What to work on —
When the word "async" shows up in a line of the records below, copy that line.

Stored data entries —
● ● ● ● ●
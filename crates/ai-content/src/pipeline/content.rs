//! The predefined full content pipeline: music and image in parallel, a
//! video that opens on the image, the merged music video, then uploads.

use std::path::PathBuf;

use crate::provider::request::params;
use crate::provider::GenerationRequest;

use super::stage::{PipelineDefinition, Stage};

pub const PIPELINE_NAME: &str = "full_content";
pub const MUSIC_STAGE: &str = "music";
pub const IMAGE_STAGE: &str = "image";
pub const VIDEO_STAGE: &str = "video";
pub const MERGE_STAGE: &str = "merge";

/// Inputs of [`full_content_pipeline`].
#[derive(Debug, Clone, PartialEq)]
pub struct ContentSpec {
    pub music: GenerationRequest,
    pub image: GenerationRequest,
    /// Its `first_frame_image` parameter is filled from the image stage.
    pub video: GenerationRequest,
    pub merged_output: PathBuf,
    /// Best-effort; a failed upload does not fail the pipeline.
    pub upload_destinations: Vec<String>,
}

/// Name of the upload stage for a destination.
pub fn upload_stage_name(destination: &str) -> String {
    format!("upload:{}", destination)
}

pub fn full_content_pipeline(spec: ContentSpec) -> PipelineDefinition {
    let mut definition = PipelineDefinition::new(PIPELINE_NAME)
        .parallel(vec![
            Stage::generate(MUSIC_STAGE, spec.music),
            Stage::generate(IMAGE_STAGE, spec.image),
        ])
        .then(
            Stage::generate(VIDEO_STAGE, spec.video).bind(IMAGE_STAGE, params::FIRST_FRAME_IMAGE),
        )
        .then(Stage::merge(
            MERGE_STAGE,
            MUSIC_STAGE,
            VIDEO_STAGE,
            spec.merged_output,
        ));

    let uploads: Vec<Stage> = spec
        .upload_destinations
        .iter()
        .map(|destination| {
            Stage::upload(upload_stage_name(destination), MERGE_STAGE, destination.clone())
        })
        .collect();
    if !uploads.is_empty() {
        definition = definition.parallel(uploads);
    }
    definition
}
use std::future::Future;
use std::path::Path;
use std::sync::Arc;

use futures_util::future::join_all;
use serde_json::Value;
use tokio::time::Instant;
use tracing::{debug, info, info_span, warn, Instrument};

use crate::jobs::{Job, JobStatus, JobTracker, SubmitOutcome, TrackerError};
use crate::provider::{
    GenerationErrorKind, GenerationFailure, GenerationRequest, GenerationResult,
};

use super::config::PipelineSettings;
use super::context::PipelineContext;
use super::error::PipelineError;
use super::media::{MediaMerger, NoMerger, NoUploader, Uploader};
use super::progress::{NoopProgress, ProgressEvent, ProgressReporter};
use super::result::{PipelineResult, StageReport};
use super::stage::{Binding, PipelineDefinition, Stage, StageAction, StageGroup};

pub struct Pipeline {
    tracker: Arc<JobTracker>,
    merger: Arc<dyn MediaMerger>,
    uploader: Arc<dyn Uploader>,
    settings: PipelineSettings,
    progress: Arc<dyn ProgressReporter>,
}

impl Pipeline {
    /// A pipeline without merge or upload services; those stages fail.
    pub fn new(tracker: Arc<JobTracker>) -> Self {
        Self {
            tracker,
            merger: Arc::new(NoMerger),
            uploader: Arc::new(NoUploader),
            settings: PipelineSettings::default(),
            progress: Arc::new(NoopProgress),
        }
    }

    pub fn with_merger(mut self, merger: Arc<dyn MediaMerger>) -> Self {
        self.merger = merger;
        self
    }

    pub fn with_uploader(mut self, uploader: Arc<dyn Uploader>) -> Self {
        self.uploader = uploader;
        self
    }

    pub fn with_settings(mut self, settings: PipelineSettings) -> Self {
        self.settings = settings;
        self
    }

    pub fn with_progress(mut self, progress: Arc<dyn ProgressReporter>) -> Self {
        self.progress = progress;
        self
    }

    pub fn tracker(&self) -> &JobTracker {
        &self.tracker
    }

    /// Runs every group in order and aggregates the stage envelopes.
    ///
    /// Stage failures are reported in the result. Only job store faults
    /// and invalid definitions return `Err`.
    pub async fn run(
        &self,
        definition: &PipelineDefinition,
        force: bool,
    ) -> Result<PipelineResult, PipelineError> {
        definition.validate()?;
        let span = info_span!("pipeline", name = %definition.name, force);
        self.run_groups(definition, force).instrument(span).await
    }

    async fn run_groups(
        &self,
        definition: &PipelineDefinition,
        force: bool,
    ) -> Result<PipelineResult, PipelineError> {
        self.progress.report(ProgressEvent::Started {
            pipeline: definition.name.clone(),
            stages: definition.stages().count(),
        });

        let mut ctx = PipelineContext::new();
        for group in &definition.groups {
            match group {
                StageGroup::Sequential(stage) => {
                    let report = self.run_stage(stage, &ctx, force).await?;
                    ctx.record(report);
                }
                StageGroup::Parallel(stages) => {
                    let settled =
                        join_all(stages.iter().map(|stage| self.run_stage(stage, &ctx, force)))
                            .await;
                    // Siblings always settle before a store fault aborts the run.
                    let reports = settled.into_iter().collect::<Result<Vec<_>, _>>()?;
                    for report in reports {
                        ctx.record(report);
                    }
                }
            }
        }

        let result = PipelineResult::new(definition.name.clone(), ctx.into_reports());
        info!(
            success = result.success,
            outputs = result.output_paths.len(),
            "Pipeline finished"
        );
        self.progress.report(ProgressEvent::Finished {
            pipeline: result.pipeline.clone(),
            success: result.success,
        });
        Ok(result)
    }

    async fn run_stage(
        &self,
        stage: &Stage,
        ctx: &PipelineContext,
        force: bool,
    ) -> Result<StageReport, PipelineError> {
        let span = info_span!("stage", stage = %stage.name, required = stage.required);
        async {
            if let Some(reason) = ctx.blocked_by(stage) {
                info!(%reason, "Stage skipped");
                self.progress.report(ProgressEvent::StageSkipped {
                    stage: stage.name.clone(),
                    reason: reason.clone(),
                });
                return Ok(StageReport::skipped(&stage.name, stage.required, reason));
            }

            self.progress.report(ProgressEvent::StageStarted {
                stage: stage.name.clone(),
            });

            let report = match stage.action {
                StageAction::Generate {
                    ref request,
                    ref bindings,
                } => self.run_generation(stage, request, bindings, ctx, force).await?,
                StageAction::Merge {
                    ref audio_stage,
                    ref video_stage,
                    ref output,
                } => {
                    let result = match (ctx.output_path(audio_stage), ctx.output_path(video_stage)) {
                        (Some(audio), Some(video)) => {
                            self.bounded("merge", self.merger.merge(audio, video, output))
                                .await
                        }
                        _ => GenerationResult::failure(
                            GenerationErrorKind::InvalidInput,
                            "Merge inputs have no local artifact",
                        ),
                    };
                    StageReport::finished(&stage.name, stage.required, result)
                }
                StageAction::Upload {
                    ref source_stage,
                    ref destination,
                } => {
                    let result = match ctx.output_path(source_stage) {
                        Some(source) => {
                            self.bounded("upload", self.uploader.upload(source, destination))
                                .await
                        }
                        None => GenerationResult::failure(
                            GenerationErrorKind::InvalidInput,
                            format!("Stage '{}' has no local artifact to upload", source_stage),
                        ),
                    };
                    StageReport::finished(&stage.name, stage.required, result)
                }
            };

            self.report_settled(&report);
            Ok::<_, PipelineError>(report)
        }
        .instrument(span)
        .await
    }

    async fn run_generation(
        &self,
        stage: &Stage,
        request: &GenerationRequest,
        bindings: &[Binding],
        ctx: &PipelineContext,
        force: bool,
    ) -> Result<StageReport, PipelineError> {
        let mut request = request.clone();
        for binding in bindings {
            match ctx.output_path(&binding.from_stage) {
                Some(path) => {
                    request.params.insert(
                        binding.param.clone(),
                        Value::String(path.display().to_string()),
                    );
                }
                None => {
                    let failure = GenerationResult::failure(
                        GenerationErrorKind::InvalidInput,
                        format!(
                            "Stage '{}' has no local artifact for '{}'",
                            binding.from_stage, binding.param
                        ),
                    );
                    return Ok(StageReport::finished(&stage.name, stage.required, failure));
                }
            }
        }

        let outcome = match self.tracker.submit(&request, force).await {
            Ok(outcome) => outcome,
            Err(e) if e.is_integrity() => return Err(e.into()),
            Err(e) => {
                let failure =
                    GenerationResult::failure(GenerationErrorKind::InvalidInput, e.to_string());
                return Ok(StageReport::finished(&stage.name, stage.required, failure));
            }
        };

        let duplicate = outcome.is_duplicate();
        let (job, dispatched) = match outcome {
            SubmitOutcome::Created { job, result } => (job, Some(result)),
            SubmitOutcome::Duplicate { job } => (job, None),
        };
        let job_id = job.id.clone();

        let result = match dispatched {
            Some(GenerationResult::Failure(failure)) => GenerationResult::Failure(failure),
            Some(GenerationResult::Success(output)) => self
                .settle(job, request.output_path.as_deref())
                .await?
                .with_metadata(output.raw_metadata),
            None => self.settle(job, request.output_path.as_deref()).await?,
        };

        let mut report = StageReport::finished(&stage.name, stage.required, result);
        report.job_id = Some(job_id);
        report.duplicate = duplicate;
        Ok(report)
    }

    /// Drives a job to a local artifact: polls while `queued` or
    /// `processing`, downloads once `completed`. A `queued` job usually
    /// belongs to a concurrent dispatch of the same request.
    async fn settle(
        &self,
        job: Job,
        output_path: Option<&Path>,
    ) -> Result<GenerationResult, PipelineError> {
        let started = Instant::now();
        let mut job = job;
        loop {
            match job.status {
                JobStatus::Downloaded => {
                    let result = match job.output_path {
                        Some(ref path) => GenerationResult::ready(path.clone()),
                        None => GenerationResult::failure(
                            GenerationErrorKind::Unknown,
                            format!("Job {} is downloaded but has no output path", job.id),
                        ),
                    };
                    return Ok(match job.generation_id {
                        Some(generation_id) => result.with_generation_id(generation_id),
                        None => result,
                    });
                }
                JobStatus::Completed => {
                    let downloaded = self.tracker.download(&job.id, output_path).await;
                    match downloaded {
                        Ok(next) => job = next,
                        Err(e) if e.is_integrity() => return Err(e.into()),
                        Err(TrackerError::Download { failure, .. }) => return Ok(failure.into()),
                        Err(e) => {
                            return Ok(GenerationResult::failure(
                                GenerationErrorKind::Unknown,
                                e.to_string(),
                            ))
                        }
                    }
                }
                JobStatus::Failed => {
                    let failure = job.failure().unwrap_or_else(|| {
                        GenerationFailure::new(GenerationErrorKind::Unknown, "Job failed")
                    });
                    return Ok(failure.into());
                }
                JobStatus::Queued | JobStatus::Processing => {
                    if started.elapsed() >= self.settings.max_wait {
                        let failure = GenerationFailure::new(
                            GenerationErrorKind::Timeout,
                            format!(
                                "Job {} still {} after {:?}; sync it later",
                                job.id, job.status, self.settings.max_wait
                            ),
                        );
                        return Ok(match job.generation_id {
                            Some(generation_id) => failure.with_generation_id(generation_id),
                            None => failure,
                        }
                        .into());
                    }

                    tokio::time::sleep(self.settings.poll_interval).await;
                    let synced = self.tracker.sync(&job.id).await;
                    match synced {
                        Ok(outcome) => job = outcome.job,
                        Err(e) if e.is_integrity() => return Err(e.into()),
                        Err(TrackerError::StatusQuery { failure, .. })
                            if failure.kind.is_transient() =>
                        {
                            debug!(job_id = %job.id, error = %failure, "Status check failed, retrying");
                        }
                        Err(TrackerError::StatusQuery { failure, .. }) => {
                            return Ok(failure.into())
                        }
                        Err(e) => {
                            return Ok(GenerationResult::failure(
                                GenerationErrorKind::InvalidInput,
                                e.to_string(),
                            ))
                        }
                    }
                }
            }
        }
    }

    /// Runs a merge or upload call under the provider timeout.
    async fn bounded<F>(&self, operation: &str, call: F) -> GenerationResult
    where
        F: Future<Output = GenerationResult>,
    {
        let timeout = self.tracker.settings().provider_timeout;
        match tokio::time::timeout(timeout, call).await {
            Ok(result) => result,
            Err(_) => GenerationResult::failure(
                GenerationErrorKind::Timeout,
                format!("{} did not finish within {:?}", operation, timeout),
            ),
        }
    }

    fn report_settled(&self, report: &StageReport) {
        match report.failure() {
            Some(failure) => {
                warn!(kind = %failure.kind, error = %failure.message, "Stage failed");
                self.progress.report(ProgressEvent::StageFailed {
                    stage: report.name.clone(),
                    kind: failure.kind,
                    message: failure.message.clone(),
                });
            }
            None => {
                info!(job_id = ?report.job_id, duplicate = report.duplicate, "Stage succeeded");
                self.progress.report(ProgressEvent::StageSucceeded {
                    stage: report.name.clone(),
                    job_id: report.job_id.clone(),
                    duplicate: report.duplicate,
                });
            }
        }
    }
}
● ● ● ● ●
Result of this exercise —
    pub async fn run(
    async fn run_groups(
    async fn run_stage(
        async {
    async fn run_generation(
    async fn settle(
    async fn bounded<F>(&self, operation: &str, call: F) -> GenerationResult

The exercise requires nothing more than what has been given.